On Monday, the futures contract for West Texas Intermediate for May delivery plunged to a historic low of negative $37.63 ahead of the expiry of the contract.
With the oil glut hitting extreme levels because of the Covid-19 outbreak and the lack of travel and economic activity, oil storage is becoming impossible to find and holders of the contracts are dumping them - even paying so that they don’t have to take delivery of the crude.
Kiwoom Securities, a local brokerage focused on retail investors, said Tuesday its home trading system crashed between 3:09 a.m. and 3:30 a.m. because the system was not designed for prices below zero.

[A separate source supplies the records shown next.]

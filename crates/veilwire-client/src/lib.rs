//! Veilwire Client
//!
//! Tokio TCP client for the Veilwire channel. The client is the handshake
//! responder: the server sends signed DH parameters first, the client checks
//! them against the server's public key and the address it dialed, and both
//! sides arm an [`veilwire_core::EncryptedTransport`].
//!
//! ```text
//! connect ──> read handshake.init ──> Responder::handle_init (blocking pool)
//!         <── write handshake.reply
//!         ──> armed: request / response records
//! ```

#![forbid(unsafe_code)]
#![deny(missing_docs)]

mod connection;
mod error;

pub use connection::{
    ClientConfig, ConnectedClient, DEFAULT_HANDSHAKE_TIMEOUT, DEFAULT_REQUEST_TIMEOUT,
    SessionSummary, connect,
};
pub use error::ClientError;
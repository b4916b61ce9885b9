//! Fuzz target for MessageEnvelope::from_bytes and Payload::from_envelope
//!
//! Arbitrary bytes go through the same decode path the server runs on every
//! decrypted record.
//!
//! # Invariants
//!
//! - Decoding NEVER panics; malformed input returns an error
//! - A decoded envelope re-encodes and decodes to itself

#![no_main]

use libfuzzer_sys::fuzz_target;
use veilwire_proto::{MessageEnvelope, Payload};

fuzz_target!(|data: &[u8]| {
    let Ok(envelope) = MessageEnvelope::from_bytes(data) else {
        return;
    };

    let _ = Payload::from_envelope(&envelope);

    let encoded = envelope.to_bytes().expect("decoded envelope must re-encode");
    let decoded = MessageEnvelope::from_bytes(&encoded).expect("re-encoded envelope must decode");
    assert_eq!(decoded, envelope);
});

“Around 3:10, the E-mini crude futures price went below zero, and it is true that the system couldn’t recognize the minus number, so trading was suspended for about 20 minutes,” said Nam Seung-kyu from Kiwoom Securities’ communications team.
According to Kiwoom, the E-mini crude futures for May delivery, which is traded on New York Mercantile Exchange, was the only contract affected because of the trading hours for the contract.
“At around 3 a.m., I purchased E-mini crude futures for May delivery for high frequency trading, and after seeing it fall below zero, I tried to sell it off, but the system produced errors,” according to one of the complaints posted on the Kiwoom Securities online bulletin board Tuesday. “I couldn’t even type in minus into the system, so I couldn’t submit my order to sell it. I just had to sit and watch my profit going to negative. I believe Kiwoom should fully take responsibility.”
Kiwoom Securities said it is currently evaluating the scale of the damage and said it would “compensate in line with the company’s internal regulation to those who experienced losses due to the futures price that went to negative territory.”
The systems of Korea Investment & Securities and Yuanta Investment generate similar errors between 3 a.m. and 5 a.m. on Tuesday, and the brokerages are currently evaluating the losses.
Other brokerages, including Mirae Asset Daewoo and Daishin Securities, required customers to cash out of contracts or roll them over before midnight on Monday due to the possible volatility.
The Financial Supervisory Service said Tuesday it is reviewing the case at Kiwoom Securities and is checking whether other brokerages had similar issues.
“Investors should be cautious in investing in oil futures because even if Covid-19 subsides and demand for oil rises, production is, at the same time, at a record-high level, so it will take longer than expected for the oil price to rebound to normal levels,” said Kim So-hyun, analyst at Daishin Securities.